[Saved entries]
++++
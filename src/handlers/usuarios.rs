//! User handlers that differ from the generic resource ones: passwords are
//! hashed before storage and registration and login answer with a token.

use axum::{
    extract::{rejection::JsonRejection, Path, State},
    Json,
};
use serde_json::Value;
use tracing::{info, warn};

use super::resource::{ensure_exists, ensure_unique, store_error, ResourceState};
use crate::auth::{generate_token, hash_password, verify_password};
use crate::config::messages;
use crate::context::AppContext;
use crate::database::Document;
use crate::entities::schemas::{self, LoginRequest, Mode, LOGIN_RULES};
use crate::entities::USUARIOS;
use crate::error::ApiError;
use crate::middleware::{ApiResponse, ApiResult};

async fn hash_in_place(ctx: &AppContext, document: &mut Document) -> Result<(), ApiError> {
    if let Some(password) = document.get("password").and_then(Value::as_str) {
        let hash = hash_password(password.to_string(), ctx.config.security.bcrypt_cost).await?;
        document.insert("password".to_string(), Value::String(hash));
    }
    Ok(())
}

pub async fn create(State(state): State<ResourceState>, body: Result<Json<Value>, JsonRejection>) -> ApiResult<Value> {
    let Json(body) = body?;
    let mut document = schemas::build(USUARIOS.schema, body, Mode::Create, USUARIOS.rules)?;

    let repo = state.repository();
    ensure_unique(&repo, &document, None).await?;
    hash_in_place(&state.ctx, &mut document).await?;
    let created = repo.create(document).await.map_err(|e| store_error(&USUARIOS, e))?;

    let id = created
        .get("_id")
        .and_then(Value::as_str)
        .ok_or_else(|| ApiError::internal_server_error(messages::ERROR_GENERAL))?;
    let token = generate_token(&state.ctx.config.security, id)?;
    info!("Registered user {}", id);
    Ok(ApiResponse::created(Value::String(token), messages::USUARIO_REGISTRADO))
}

pub async fn update(
    State(state): State<ResourceState>,
    Path(id): Path<String>,
    body: Result<Json<Value>, JsonRejection>,
) -> ApiResult<Value> {
    let Json(body) = body?;
    let mut changes = schemas::build(USUARIOS.schema, body, Mode::Update, USUARIOS.rules)?;

    let repo = state.repository();
    ensure_exists(&repo, &id).await?;
    ensure_unique(&repo, &changes, Some(&id)).await?;
    hash_in_place(&state.ctx, &mut changes).await?;
    repo.update(&id, changes)
        .await
        .map_err(|e| store_error(&USUARIOS, e))?
        .ok_or_else(|| ApiError::not_found(messages::USUARIO_NO_ENCONTRADO))?;
    Ok(ApiResponse::ok(Value::Null).with_message(messages::USUARIO_ACTUALIZADO))
}

/// Exchange credentials for a token. Unknown email and wrong password get the
/// same answer.
pub async fn login(State(ctx): State<AppContext>, body: Result<Json<Value>, JsonRejection>) -> ApiResult<Value> {
    let Json(body) = body?;
    let request: LoginRequest = schemas::parse_body(body, LOGIN_RULES, Mode::Create, false)?;
    let email = request.email.unwrap_or_default().trim().to_lowercase();
    let password = request.password.unwrap_or_default();

    let denied = || ApiError::bad_request(messages::USUARIO_CREDENCIALES_INCORRECTAS);
    let Some(user) = ctx.repository(&USUARIOS).find_raw_by("email", &email).await? else {
        warn!("Login for unknown email {}", email);
        return Err(denied());
    };
    let hash = user.get("password").and_then(Value::as_str).unwrap_or_default().to_string();
    let valid = verify_password(password, hash).await.unwrap_or_else(|e| {
        warn!("Stored password for {} could not be checked: {}", email, e);
        false
    });
    if !valid {
        warn!("Wrong password for {}", email);
        return Err(denied());
    }

    let id = user.get("_id").and_then(Value::as_str).ok_or_else(denied)?;
    let token = generate_token(&ctx.config.security, id)?;
    Ok(ApiResponse::ok(Value::String(token)))
}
++++
Task brief
Transcribe the records in full, word for word.

Solution
filename src/handlers/usuarios.rs
//! User handlers that differ from the generic resource ones: passwords are
//! hashed before storage and registration and login answer with a token.

use axum::{
    extract::{rejection::JsonRejection, Path, State},
    Json,
};
use serde_json::Value;
use tracing::{info, warn};

use super::resource::{ensure_exists, ensure_unique, store_error, ResourceState};
use crate::auth::{generate_token, hash_password, verify_password};
use crate::config::messages;
use crate::context::AppContext;
use crate::database::Document;
use crate::entities::schemas::{self, LoginRequest, Mode, LOGIN_RULES};
use crate::entities::USUARIOS;
use crate::error::ApiError;
use crate::middleware::{ApiResponse, ApiResult};

async fn hash_in_place(ctx: &AppContext, document: &mut Document) -> Result<(), ApiError> {
    if let Some(password) = document.get("password").and_then(Value::as_str) {
        let hash = hash_password(password.to_string(), ctx.config.security.bcrypt_cost).await?;
        document.insert("password".to_string(), Value::String(hash));
    }
    Ok(())
}

pub async fn create(State(state): State<ResourceState>, body: Result<Json<Value>, JsonRejection>) -> ApiResult<Value> {
    let Json(body) = body?;
    let mut document = schemas::build(USUARIOS.schema, body, Mode::Create, USUARIOS.rules)?;

    let repo = state.repository();
    ensure_unique(&repo, &document, None).await?;
    hash_in_place(&state.ctx, &mut document).await?;
    let created = repo.create(document).await.map_err(|e| store_error(&USUARIOS, e))?;

    let id = created
        .get("_id")
        .and_then(Value::as_str)
        .ok_or_else(|| ApiError::internal_server_error(messages::ERROR_GENERAL))?;
    let token = generate_token(&state.ctx.config.security, id)?;
    info!("Registered user {}", id);
    Ok(ApiResponse::created(Value::String(token), messages::USUARIO_REGISTRADO))
}

pub async fn update(
    State(state): State<ResourceState>,
    Path(id): Path<String>,
    body: Result<Json<Value>, JsonRejection>,
) -> ApiResult<Value> {
    let Json(body) = body?;
    let mut changes = schemas::build(USUARIOS.schema, body, Mode::Update, USUARIOS.rules)?;

    let repo = state.repository();
    ensure_exists(&repo, &id).await?;
    ensure_unique(&repo, &changes, Some(&id)).await?;
    hash_in_place(&state.ctx, &mut changes).await?;
    repo.update(&id, changes)
        .await
        .map_err(|e| store_error(&USUARIOS, e))?
        .ok_or_else(|| ApiError::not_found(messages::USUARIO_NO_ENCONTRADO))?;
    Ok(ApiResponse::ok(Value::Null).with_message(messages::USUARIO_ACTUALIZADO))
}

/// Exchange credentials for a token. Unknown email and wrong password get the
/// same answer.
pub async fn login(State(ctx): State<AppContext>, body: Result<Json<Value>, JsonRejection>) -> ApiResult<Value> {
    let Json(body) = body?;
    let request: LoginRequest = schemas::parse_body(body, LOGIN_RULES, Mode::Create, false)?;
    let email = request.email.unwrap_or_default().trim().to_lowercase();
    let password = request.password.unwrap_or_default();

    let denied = || ApiError::bad_request(messages::USUARIO_CREDENCIALES_INCORRECTAS);
    let Some(user) = ctx.repository(&USUARIOS).find_raw_by("email", &email).await? else {
        warn!("Login for unknown email {}", email);
        return Err(denied());
    };
    let hash = user.get("password").and_then(Value::as_str).unwrap_or_default().to_string();
    let valid = verify_password(password, hash).await.unwrap_or_else(|e| {
        warn!("Stored password for {} could not be checked: {}", email, e);
        false
    });
    if !valid {
        warn!("Wrong password for {}", email);
        return Err(denied());
    }

    let id = user.get("_id").and_then(Value::as_str).ok_or_else(denied)?;
    let token = generate_token(&ctx.config.security, id)?;
    Ok(ApiResponse::ok(Value::String(token)))
}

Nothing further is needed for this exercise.